Otras miradas del proyecto
Desde hace nueve meses, Roberto Barros, su esposa Ángela Herrera y su hijo Samuel, de siete años, son otra de las familias que viven en Ciudad Mallorquín. Ambos padres son ingenieros electrónicos y trabajan buena parte del tiempo desde su apartamento.
Después de ocho años de casados y de vivir en arriendo en diferentes barrios populares de Barranquilla, hace tres años, cuando escucharon los rumores de que detrás de la Universidad del Norte iban a construir un proyecto inmobiliario, entablaron comunicación con las diferentes constructoras, su prioridad era una buena ubicación geográfica. Barros dice que el cambio ha sido positivo para todos, que ahora viven de una forma más sofisticada y con diferentes condiciones. De eso destaca la accesibilidad a parques y zonas verdes para caminar o hacer deporte, a los centros de salud donde los atienden y los centros comerciales.
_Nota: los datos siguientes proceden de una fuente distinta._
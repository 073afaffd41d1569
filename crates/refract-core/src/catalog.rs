//! Per-model system instructions for prompt rewriting.
//!
//! Each downstream image model gets an [`InstructionSet`] holding one system
//! instruction per [`TaskType`]. A missing instruction means the model does not
//! support that task, and the pipeline passes the prompt through untouched.
//! Lookup is total: unrecognized models receive a generic generation-only set.

use crate::types::TaskType;

/// System instructions for one downstream model.
#[derive(Debug, Clone, Copy, PartialEq, Eq)]
pub struct InstructionSet {
    /// Instruction used when generating a new image from text
    pub generation: Option<&'static str>,
    /// Instruction used when editing a supplied image
    pub editing: Option<&'static str>,
}

impl InstructionSet {
    /// The instruction for `task`, if the model supports it.
    pub fn for_task(&self, task: TaskType) -> Option<&'static str> {
        match task {
            TaskType::Generation => self.generation,
            TaskType::Editing => self.editing,
        }
    }

    /// Whether the model has an instruction for `task`.
    pub fn supports(&self, task: TaskType) -> bool {
        self.for_task(task).is_some()
    }
}

const GPTIMAGE_GENERATION: &str = r#"You are an expert prompt writer for 'gptimage', a multimodal image model that produces high-quality images with cleanly rendered, integrated text. Rewrite the user's idea into a comprehensive, descriptive, narrative prompt for **generating a new image from scratch**.

**Core Principles:**
1. **Elaborate, don't abbreviate:** Turn a short idea into a rich description, as if briefing a professional artist or designer.
2. **Put text rendering first:** If the idea involves any text, make it central. Give the exact wording, the typography style (e.g. "elegant calligraphy", "retro-futuristic lettering") and where it sits in the frame.
3. **Describe the whole picture:** Cover subject, background, medium (e.g. "oil painting", "photorealistic", "watercolor"), textures and mood in full, natural sentences.

**Output ONLY the enhanced prompt, with no conversational lead-in.**"#;

const GPTIMAGE_EDITING: &str = r#"You are an expert prompt writer for 'gptimage', a multimodal image model that excels at **editing existing images**. You will receive an image and the user's instruction. Turn them into a detailed command focused on iterative refinement, style transfer and contextual change.

**Core Principles:**
1. **Specify the transformation:** State clearly what must change.
2. **State what is preserved:** Always describe which elements of the original stay as they are (e.g. "preserving the dramatic shadows and facial expressions", "keeping the original composition").
3. **Use precise style language:** For style transfer be concrete (e.g. "render this scene as a traditional Japanese ukiyo-e woodblock print", "apply a solarpunk aesthetic").

**Output ONLY the enhanced prompt, with no conversational lead-in.**"#;

const KONTEXT_GENERATION: &str = r#"You write prompts for 'Kontext' to **generate a new image from scratch**. Kontext follows clear, direct and literal descriptions best. Turn the user's idea into a simple but detailed descriptive prompt.

**Core Principles:**
1. **Be direct and descriptive:** Avoid poetic, abstract or overly artistic language. Describe the scene for a reader who takes every word literally.
2. **Focus on what and where:** Define the subjects, their appearance, what they are doing and where they are placed in the environment.

**Output ONLY the prompt, with no conversational text.**"#;

const KONTEXT_EDITING: &str = r#"You write precise instructions for 'Kontext', an image-to-image editor. You will receive an image and the user's instruction. Convert them into a clear, direct and explicit command that emphasizes control and preservation.

**Core Principles (critical for Kontext):**
1. **Command unambiguously:** Use direct action verbs such as "Change", "Replace", "Add", "Remove".
2. **Preservation is key:** Always say explicitly what stays the same, otherwise Kontext may alter it. Use phrases like "while keeping the same painting style", "keep the person in the exact same position, scale and pose", "preserving his exact facial features and expression".
3. **Handle vague requests safely:** For "make him a viking", do not replace the person. Treat it as a wardrobe change: "Change the man's clothes to a viking warrior outfit, while preserving his exact facial features."
4. **Text edits use one format:** To change text in the image, write exactly: "Replace '[original text]' with '[new text]'".

**Output ONLY the editing command. No conversation.**"#;

const FLUX_GENERATION: &str = r#"You are an expert prompt engineer for 'FLUX.1', a high-fidelity text-to-image model. Rewrite the user's simple idea into a rich, structured and highly detailed prompt for **generating a new image**.

**Core Principles:**
1. **Be hyper-specific:** Give extreme detail. Instead of "a portrait", describe eye color, hair, skin texture and clothing.
2. **Use technical and artistic vocabulary:** Reference artists or movements ("in the style of Vincent van Gogh") and photographic detail ("shot on a 24mm wide-angle lens at f/1.8").

**Output a single, detailed narrative paragraph that reads like descriptive prose.**"#;

const TURBO_GENERATION: &str = r#"You are a prompt engineer for 'Turbo', a model based on Stable Diffusion XL (SDXL). Convert the user's idea into a dense, keyword-rich prompt made of comma-separated descriptive phrases for **generating a new image**.

**Core Principles:**
1. **Keyword-driven phrases:** Output one block of descriptive phrases separated by commas.
2. **Follow the SDXL anatomy:** [Subject], [Detailed Imagery], [Environment], [Mood/Atmosphere], [Style], [Style Execution].

**Output ONLY the comma-separated phrases.**"#;

const GENERIC_GENERATION: &str = r#"Instructions for image prompt diversification:
- Write one distinctive new prompt that describes the same image from a different perspective.
- Keep a clear, vivid description of the image: main subject, setting, colours, lighting and overall mood.
- If no visual style is given, choose the style typically used for that kind of image.
- Respond only with the new prompt. Nothing else."#;

/// Known models and their instruction sets, keyed by lower-case name.
const ENTRIES: &[(&str, InstructionSet)] = &[
    (
        "gptimage",
        InstructionSet {
            generation: Some(GPTIMAGE_GENERATION),
            editing: Some(GPTIMAGE_EDITING),
        },
    ),
    (
        "kontext",
        InstructionSet {
            generation: Some(KONTEXT_GENERATION),
            editing: Some(KONTEXT_EDITING),
        },
    ),
    (
        "flux",
        InstructionSet {
            generation: Some(FLUX_GENERATION),
            editing: None,
        },
    ),
    (
        "turbo",
        InstructionSet {
            generation: Some(TURBO_GENERATION),
            editing: None,
        },
    ),
];

/// Fallback for models the catalog does not know.
const GENERIC: InstructionSet = InstructionSet {
    generation: Some(GENERIC_GENERATION),
    editing: None,
};

/// Static lookup from model name to [`InstructionSet`].
///
/// Holds no state of its own; it is a value so it can be injected into the
/// enhancer alongside the client and cache.
#[derive(Debug, Clone, Copy, Default)]
pub struct InstructionCatalog;

impl InstructionCatalog {
    pub fn new() -> Self {
        Self
    }

    /// Resolve the instruction set for `model`, ignoring case.
    ///
    /// Never fails: unknown models get the generic generation-only set.
    pub fn lookup(&self, model: &str) -> InstructionSet {
        let normalized = model.to_lowercase();
        ENTRIES
            .iter()
            .find(|(name, _)| *name == normalized)
            .map(|(_, set)| *set)
            .unwrap_or(GENERIC)
    }

    /// Shorthand for `lookup(model).for_task(task)`.
    pub fn instruction(&self, model: &str, task: TaskType) -> Option<&'static str> {
        self.lookup(model).for_task(task)
    }

    /// Whether `model` has a dedicated entry (as opposed to the generic fallback).
    pub fn is_known(&self, model: &str) -> bool {
        let normalized = model.to_lowercase();
        ENTRIES.iter().any(|(name, _)| *name == normalized)
    }

    /// Iterate over the dedicated entries in catalog order.
    pub fn known_models(&self) -> impl Iterator<Item = (&'static str, InstructionSet)> {
        ENTRIES.iter().copied()
    }
}

#[cfg(test)]
mod tests {
    use super::*;

    #[test]
    fn test_lookup_is_case_insensitive() {
        let catalog = InstructionCatalog::new();
        assert_eq!(catalog.lookup("FLUX"), catalog.lookup("flux"));
        assert_eq!(catalog.lookup("Kontext"), catalog.lookup("kontext"));
    }

    #[test]
    fn test_editing_support_matrix() {
        let catalog = InstructionCatalog::new();
        assert!(catalog.lookup("gptimage").supports(TaskType::Editing));
        assert!(catalog.lookup("kontext").supports(TaskType::Editing));
        assert!(!catalog.lookup("flux").supports(TaskType::Editing));
        assert!(!catalog.lookup("turbo").supports(TaskType::Editing));
    }

    #[test]
    fn test_every_known_model_supports_generation() {
        let catalog = InstructionCatalog::new();
        for (name, set) in catalog.known_models() {
            assert!(set.supports(TaskType::Generation), "{name} lacks generation");
        }
    }

    #[test]
    fn test_unknown_model_gets_generic_generation_only() {
        let catalog = InstructionCatalog::new();
        let set = catalog.lookup("some-future-model");
        assert_eq!(set, GENERIC);
        assert!(set.supports(TaskType::Generation));
        assert!(!set.supports(TaskType::Editing));
        assert!(!catalog.is_known("some-future-model"));
    }

    #[test]
    fn test_instruction_selects_task_field() {
        let catalog = InstructionCatalog::new();
        let editing = catalog.instruction("kontext", TaskType::Editing).unwrap();
        assert!(editing.contains("Preservation is key"));
        let generation = catalog.instruction("kontext", TaskType::Generation).unwrap();
        assert_ne!(editing, generation);
        assert!(catalog.instruction("turbo", TaskType::Editing).is_none());
    }

    #[test]
    fn test_instructions_name_their_model() {
        let catalog = InstructionCatalog::new();
        assert!(catalog
            .instruction("flux", TaskType::Generation)
            .unwrap()
            .contains("FLUX.1"));
        assert!(catalog
            .instruction("turbo", TaskType::Generation)
            .unwrap()
            .contains("SDXL"));
    }
}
“Los cuestionamientos sobre el tipo de vivienda, siempre se ven. Personas del sector lo critican de manera jocosa, por la cantidad de apartamentos, la movilidad, los parqueaderos, el tipo de gente que va a vivir. Pero, no nos han afectado mucho esos comentarios algo clasistas de gente que no le gusta compartir su espacio con otros. Todo aquel que se dé la oportunidad de ver qué tipo de personas van a vivir en Mallorquín se va a dar cuenta de que es gente luchadora, clase media, que quiere salir adelante”, señala Barros.
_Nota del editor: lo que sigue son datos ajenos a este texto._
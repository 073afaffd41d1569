//! Configuration management for Refract.
//!
//! Configuration is loaded from the platform config directory with sensible
//! defaults. Every field has a default, so an absent file or a partial file
//! both produce a usable config.

mod types;
mod validate;

pub use types::*;

use crate::error::ConfigError;
use serde::{Deserialize, Serialize};
use std::path::{Path, PathBuf};

/// Root configuration structure for Refract.
#[derive(Debug, Clone, Default, Serialize, Deserialize)]
#[serde(default)]
pub struct Config {
    /// Remote enhancement settings
    pub enhancer: EnhancerConfig,

    /// Logging settings
    pub logging: LoggingConfig,
}

impl Config {
    /// Load configuration from the default location.
    ///
    /// Returns default configuration if the file doesn't exist.
    pub fn load() -> Result<Self, ConfigError> {
        let path = Self::default_path();
        if path.exists() {
            Self::load_from(&path)
        } else {
            Ok(Self::default())
        }
    }

    /// Load configuration from a specific file path.
    pub fn load_from(path: &Path) -> Result<Self, ConfigError> {
        let content = std::fs::read_to_string(path)?;
        let config: Config = toml::from_str(&content)?;
        config.validate()?;
        Ok(config)
    }

    /// Get the default config file path.
    ///
    /// Uses platform-appropriate directories:
    /// - macOS: ~/Library/Application Support/com.refract.refract/config.toml
    /// - Linux: ~/.config/refract/config.toml
    /// - Windows: C:\Users\<User>\AppData\Roaming\refract\config\config.toml
    ///
    /// Falls back to ~/.refract/config.toml if directory detection fails.
    pub fn default_path() -> PathBuf {
        directories::ProjectDirs::from("com", "refract", "refract")
            .map(|dirs| dirs.config_dir().to_path_buf().join("config.toml"))
            .unwrap_or_else(|| {
                let home = shellexpand::tilde("~").into_owned();
                PathBuf::from(home).join(".refract").join("config.toml")
            })
    }

    /// Serialize the config to a pretty TOML string.
    pub fn to_toml(&self) -> Result<String, ConfigError> {
        toml::to_string_pretty(self).map_err(|e| ConfigError::ValidationError(e.to_string()))
    }
}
Una de las cosas que han sorprendido a los padres de Samuel son las redes que los habitantes ya han creado para tratar de apoyarse y facilitar la adaptación al nuevo espacio. Por ejemplo, como su hijo estudia un poco lejos, entre varias familias se organizan para turnarse la recogida en los colegios y hacen viajes en carros compartidos.
Mercedes Botero, profesora emérita de la Universidad del Norte y psicóloga que trabaja en diferentes iniciativas de construcción de ciudadanía, dice que desde la perspectiva social, en este caso, la voz más legítima es la de los que ya habitan o van a habitar el proyecto.
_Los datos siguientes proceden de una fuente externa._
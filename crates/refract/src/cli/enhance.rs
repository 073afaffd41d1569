//! The `refract enhance` command.

use anyhow::Context;
use clap::Args;
use refract_core::{EnhancementRequest, ImageInput, Refract};
use std::path::PathBuf;

/// Arguments for the `enhance` command.
#[derive(Args, Debug)]
pub struct EnhanceArgs {
    /// Prompt to rewrite (may be percent-encoded)
    pub prompt: String,

    /// Target image model (flux, turbo, kontext, gptimage, ...)
    #[arg(short, long, default_value = "flux")]
    pub model: String,

    /// Seed forwarded to the completion service
    #[arg(short, long, default_value_t = 42)]
    pub seed: i64,

    /// Image to edit: a file path, a data URL, or an http(s) URL
    #[arg(short, long)]
    pub image: Option<String>,

    /// Issue the same request this many times (repeats hit the cache)
    #[arg(long, default_value_t = 1, value_parser = clap::value_parser!(u32).range(1..))]
    pub repeat: u32,
}

/// Execute the enhance command.
///
/// Fails on an unreadable or invalid config file instead of using defaults.
pub async fn execute(args: EnhanceArgs) -> anyhow::Result<()> {
    let mut request = EnhancementRequest::new(args.prompt, args.model, args.seed);
    if let Some(image) = args.image.as_deref() {
        request = request.with_image(resolve_image(image)?);
    }

    let refract = Refract::from_default_config().context("Failed to set up the enhancer")?;
    let mut enhanced = String::new();
    for attempt in 1..=args.repeat {
        enhanced = refract.enhance(&request).await;
        tracing::debug!(
            "Attempt {attempt}/{}: {} cached result(s)",
            args.repeat,
            refract.cached()
        );
    }

    println!("{enhanced}");
    Ok(())
}

/// Turn the `--image` argument into an image reference for the request.
///
/// URLs pass through untouched; anything else is read from disk and embedded
/// as a base64 data URL.
fn resolve_image(value: &str) -> anyhow::Result<String> {
    if value.starts_with("data:") || value.starts_with("http://") || value.starts_with("https://") {
        return Ok(value.to_string());
    }

    let path = PathBuf::from(shellexpand::tilde(value).into_owned());
    let image = ImageInput::from_path(&path)
        .with_context(|| format!("Failed to read image {}", path.display()))?;
    Ok(image.data_url())
}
“Se habla de movilidad social, desde una perspectiva de escalar en niveles socioeconómicos, y eso es mucho más. Por ejemplo, los vecinos, que ya se aproximan a 620 familias, trabajaron por establecer un compromiso de apoyarse. Por eso, el desarrollo del territorio lo veo en el largo plazo, con familias disfrutando un espacio seguro, sostenible, gente honesta y respetuosa”, cuenta.
Lo destacable del proyecto, explica Botero, es que se trata de una sociedad mixta de personas que se unen por diferentes motivaciones: algunos se mudaron por cercanía a los lugares de estudio de sus hijos; otros para tener su primera vivienda, porque no pueden comprar en otros sitios que tengan las mismas condiciones; algunos buscando seguridad o personas mayores que buscan tranquilidad; y otros, por puro olfato e intuición invirtieron.
“Nuestra valorización humana y ecológica no la pueden poner en juicio. Vengan a conocer y no se dediquen a juzgar lo que pasa”, agrega la líder, quien ya ha venido desarrollando actividades con los nuevos vecinos.
La conversación sobre Ciudad Mallorquín está más encendida que nunca y seguro son muchas las voces serias que faltan por pronunciarse o ser escuchadas no solo sobre el impacto social del proyecto, sino también sobre otros temas igual de álgidos, como la movilidad y el medio ambiente, que sin duda darán para llenar muchas páginas. Mientras tanto, la discusión en Barranquilla sigue, pero con el paso de los días, parece que se derrumban los argumentos más flojos para abrirle paso a la realidad.